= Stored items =
- - -
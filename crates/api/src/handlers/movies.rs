//! Handlers for the `/movies` resource.

use axum::extract::State;
use axum::http::StatusCode;
use axum::Json;
use reelrate_core::pagination::Page;
use reelrate_core::types::DbId;
use reelrate_db::models::movie::{CreateMovie, MovieDetail, MovieListItem, UpdateMovie};

use crate::error::AppResult;
use crate::extract::{AppJson, AppPath, AppQuery};
use crate::query::MovieListParams;
use crate::response::DataResponse;
use crate::services::MovieService;
use crate::state::AppState;

/// GET /api/v1/movies
pub async fn list(
    State(state): State<AppState>,
    AppQuery(params): AppQuery<MovieListParams>,
) -> AppResult<Json<DataResponse<Page<MovieListItem>>>> {
    let page = MovieService::list(&state.pool, &params, &state.config.pagination).await?;
    Ok(Json(DataResponse::new(page)))
}

/// GET /api/v1/movies/{id}
pub async fn get_by_id(
    State(state): State<AppState>,
    AppPath(id): AppPath<DbId>,
) -> AppResult<Json<DataResponse<MovieDetail>>> {
    let movie = MovieService::get(&state.pool, id).await?;
    Ok(Json(DataResponse::new(movie)))
}

/// POST /api/v1/movies
pub async fn create(
    State(state): State<AppState>,
    AppJson(input): AppJson<CreateMovie>,
) -> AppResult<(StatusCode, Json<DataResponse<MovieDetail>>)> {
    let movie = MovieService::create(&state.pool, &input).await?;
    Ok((StatusCode::CREATED, Json(DataResponse::new(movie))))
}

/// PUT /api/v1/movies/{id}
pub async fn update(
    State(state): State<AppState>,
    AppPath(id): AppPath<DbId>,
    AppJson(input): AppJson<UpdateMovie>,
) -> AppResult<Json<DataResponse<MovieDetail>>> {
    let movie = MovieService::update(&state.pool, id, &input).await?;
    Ok(Json(DataResponse::new(movie)))
}

/// DELETE /api/v1/movies/{id}
pub async fn delete(
    State(state): State<AppState>,
    AppPath(id): AppPath<DbId>,
) -> AppResult<StatusCode> {
    MovieService::delete(&state.pool, id).await?;
    Ok(StatusCode::NO_CONTENT)
}
//! Director entity model and DTOs.

use reelrate_core::types::DbId;
use reelrate_core::validation::not_blank;
use serde::{Deserialize, Serialize};
use sqlx::FromRow;
use validator::Validate;

/// A row from the `directors` table.
#[derive(Debug, Clone, PartialEq, FromRow, Serialize)]
pub struct Director {
    pub id: DbId,
    pub name: String,
    pub birth_year: Option<i32>,
    pub description: Option<String>,
}

/// DTO for creating a director.
#[derive(Debug, Clone, Deserialize, Validate)]
pub struct CreateDirector {
    #[validate(length(min = 1, max = 255), custom(function = "not_blank"))]
    pub name: String,
    #[validate(range(min = 1800, max = 2100))]
    pub birth_year: Option<i32>,
    pub description: Option<String>,
}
- - -
Only lines containing the string "extract" are needed. Pull each of them out of the records above.

use axum::extract::State;
use crate::extract::{AppJson, AppPath, AppQuery};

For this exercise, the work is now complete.